Recipe of the Moment: Etrog Jam

By Niv Elis

Although careful steps are taken to ensure an unblemished, perfect etrog for Sukkot, once the holiday is over it has little use.

Or does it?

Many families use the post-Sukkah etrog, a member of the citrus family, to make a delicious jam!  Here’s our favorite recipe, taken from the out of print “Jewish Cooking for Pleasure” by Molly Lyons Bar-David.

Etrog Jam

  • 1 etrog
  • 1 orange
  • sugar
  • water
  1. Wash the etrog and orange, cut them in half lengthwise, and then very thinly slice them.
  2. Remove seeds.
  3. Soak the fruit overnight.
  4. Change the water to cover the fruit, and bring to a boil.
  5. Change the water again, and bring to a boil once more.
  6. Pour off the water.
  7. Weigh the fruit, and add an equal weight of white sugar.
  8. Cook over a low heat for about 45 minutes until the jam begins to gel.
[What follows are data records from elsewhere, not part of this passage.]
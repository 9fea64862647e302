//! Minimal dice formula evaluator.
//!
//! Understands sums of `NdM` dice, numbers and `@name` variables, e.g.
//! `3d8+@str-1`. Enough for the attack formulas; hosts with a full dice
//! engine plug in their own [`FormulaEvaluator`].

use std::sync::Mutex;

use async_trait::async_trait;
use rand::rngs::StdRng;
use rand::{Rng, SeedableRng};

use crate::api::{CollaboratorError, FormulaEvaluator, RollResult, RollVariables};

const MAX_DICE: u32 = 100;

#[derive(Debug)]
pub struct DiceEvaluator {
    rng: Mutex<StdRng>,
}

impl DiceEvaluator {
    pub fn new() -> Self {
        Self {
            rng: Mutex::new(StdRng::from_entropy()),
        }
    }

    /// Reproducible rolls for tests and replays.
    pub fn seeded(seed: u64) -> Self {
        Self {
            rng: Mutex::new(StdRng::seed_from_u64(seed)),
        }
    }

    fn roll(&self, formula: &str, vars: &RollVariables) -> Result<RollResult, CollaboratorError> {
        let fail = |reason: String| CollaboratorError::Formula {
            formula: formula.to_owned(),
            reason,
        };

        let terms = split_terms(formula).map_err(fail)?;
        let mut rng = self.rng.lock().map_err(|_| CollaboratorError::LockPoisoned)?;

        let mut total = 0.0;
        let mut breakdown = String::new();
        for (negative, term) in terms {
            let (value, shown) = evaluate_term(term, vars, &mut *rng).map_err(fail)?;
            if negative {
                total -= value;
                breakdown.push('-');
            } else {
                total += value;
                if !breakdown.is_empty() {
                    breakdown.push('+');
                }
            }
            breakdown.push_str(&shown);
        }
        breakdown.push_str(&format!(" = {total}"));

        Ok(RollResult { total, breakdown })
    }
}

impl Default for DiceEvaluator {
    fn default() -> Self {
        Self::new()
    }
}

#[async_trait]
impl FormulaEvaluator for DiceEvaluator {
    async fn evaluate(
        &self,
        formula: &str,
        vars: &RollVariables,
    ) -> Result<RollResult, CollaboratorError> {
        self.roll(formula, vars)
    }
}

/// Splits `a+b-c` into signed terms.
fn split_terms(formula: &str) -> Result<Vec<(bool, &str)>, String> {
    let formula = formula.trim();
    if formula.is_empty() {
        return Err("empty formula".to_owned());
    }

    let mut terms = Vec::new();
    let mut negative = false;
    let mut start = 0;
    for (index, ch) in formula.char_indices() {
        if ch == '+' || ch == '-' {
            if index > start {
                terms.push((negative, formula[start..index].trim()));
            } else if index != 0 {
                return Err(format!("dangling operator at {index}"));
            }
            negative = ch == '-';
            start = index + 1;
        }
    }
    let last = formula[start..].trim();
    if last.is_empty() {
        return Err("formula ends with an operator".to_owned());
    }
    terms.push((negative, last));
    Ok(terms)
}

fn evaluate_term(
    term: &str,
    vars: &RollVariables,
    rng: &mut impl Rng,
) -> Result<(f64, String), String> {
    if let Some(name) = term.strip_prefix('@') {
        let value = vars
            .get(name)
            .copied()
            .ok_or_else(|| format!("unknown variable @{name}"))?;
        return Ok((value, format!("@{name}({value})")));
    }

    if let Some((count, faces)) = term.split_once('d') {
        let count: u32 = if count.is_empty() {
            1
        } else {
            count
                .parse()
                .map_err(|_| format!("bad dice count in `{term}`"))?
        };
        let faces: u32 = faces
            .parse()
            .map_err(|_| format!("bad die size in `{term}`"))?;
        if faces == 0 || count > MAX_DICE {
            return Err(format!("unsupported dice `{term}`"));
        }

        let rolls: Vec<u32> = (0..count).map(|_| rng.gen_range(1..=faces)).collect();
        let sum: u32 = rolls.iter().sum();
        let shown = rolls
            .iter()
            .map(u32::to_string)
            .collect::<Vec<_>>()
            .join(",");
        return Ok((f64::from(sum), format!("{term}[{shown}]")));
    }

    let value: f64 = term
        .parse()
        .map_err(|_| format!("cannot read `{term}`"))?;
    Ok((value, term.to_owned()))
}
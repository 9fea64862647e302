use super::ids::{ActorId, CombatantId};

/// Which side controls a combatant.
///
/// Hunters always act before monsters within a round.
#[derive(
    Clone,
    Copy,
    Debug,
    PartialEq,
    Eq,
    Hash,
    strum::Display,
    strum::EnumString,
    strum::AsRefStr,
)]
#[cfg_attr(feature = "serde", derive(serde::Serialize, serde::Deserialize))]
#[strum(serialize_all = "snake_case", ascii_case_insensitive)]
pub enum Faction {
    /// Player-controlled hunter ("character" sheets).
    Player,
    /// GM-controlled monster ("npc" sheets).
    Monster,
}

/// Participant in an encounter.
#[derive(Clone, Debug, PartialEq)]
#[cfg_attr(feature = "serde", derive(serde::Serialize, serde::Deserialize))]
pub struct Combatant {
    pub id: CombatantId,
    /// Sheet whose `clock` field feeds this combatant's initiative.
    pub actor: ActorId,
    pub faction: Faction,
    /// Current clock value, informational only (never used for ordering).
    pub initiative: f64,
    /// Stable tie-break key within a faction (token insertion order).
    pub token_order: u32,
    pub hidden: bool,
    pub defeated: bool,
}

impl Combatant {
    pub fn new(id: CombatantId, actor: ActorId, faction: Faction, token_order: u32) -> Self {
        Self {
            id,
            actor,
            faction,
            initiative: 0.0,
            token_order,
            hidden: false,
            defeated: false,
        }
    }

    pub fn hunter(id: u32, actor: impl Into<String>, token_order: u32) -> Self {
        Self::new(
            CombatantId(id),
            ActorId(actor.into()),
            Faction::Player,
            token_order,
        )
    }

    pub fn monster(id: u32, actor: impl Into<String>, token_order: u32) -> Self {
        Self::new(
            CombatantId(id),
            ActorId(actor.into()),
            Faction::Monster,
            token_order,
        )
    }

    pub fn with_initiative(mut self, initiative: f64) -> Self {
        self.initiative = initiative;
        self
    }

    pub fn is_player(&self) -> bool {
        self.faction == Faction::Player
    }
}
An etrog, any which way you slice it.

2 responses to “Recipe of the Moment: Etrog Jam

  1. Most etrogim are NOT sanctioned by the FDA. Since they are fruit NOT designed to eat, and because of “Hiddur Mitzvah,” (making a mitzvah beautiful), they are laden with more pesticides than you can shake a stick at! Just turn them into bessamim, but DO NOT EAT THEM!!!

  2. It has been said that if a childless woman eats the Esrog Jam she will concieve. I have four babies to attest to the truth of this. and, just for the record, all the babies were born healthy as are the mothers.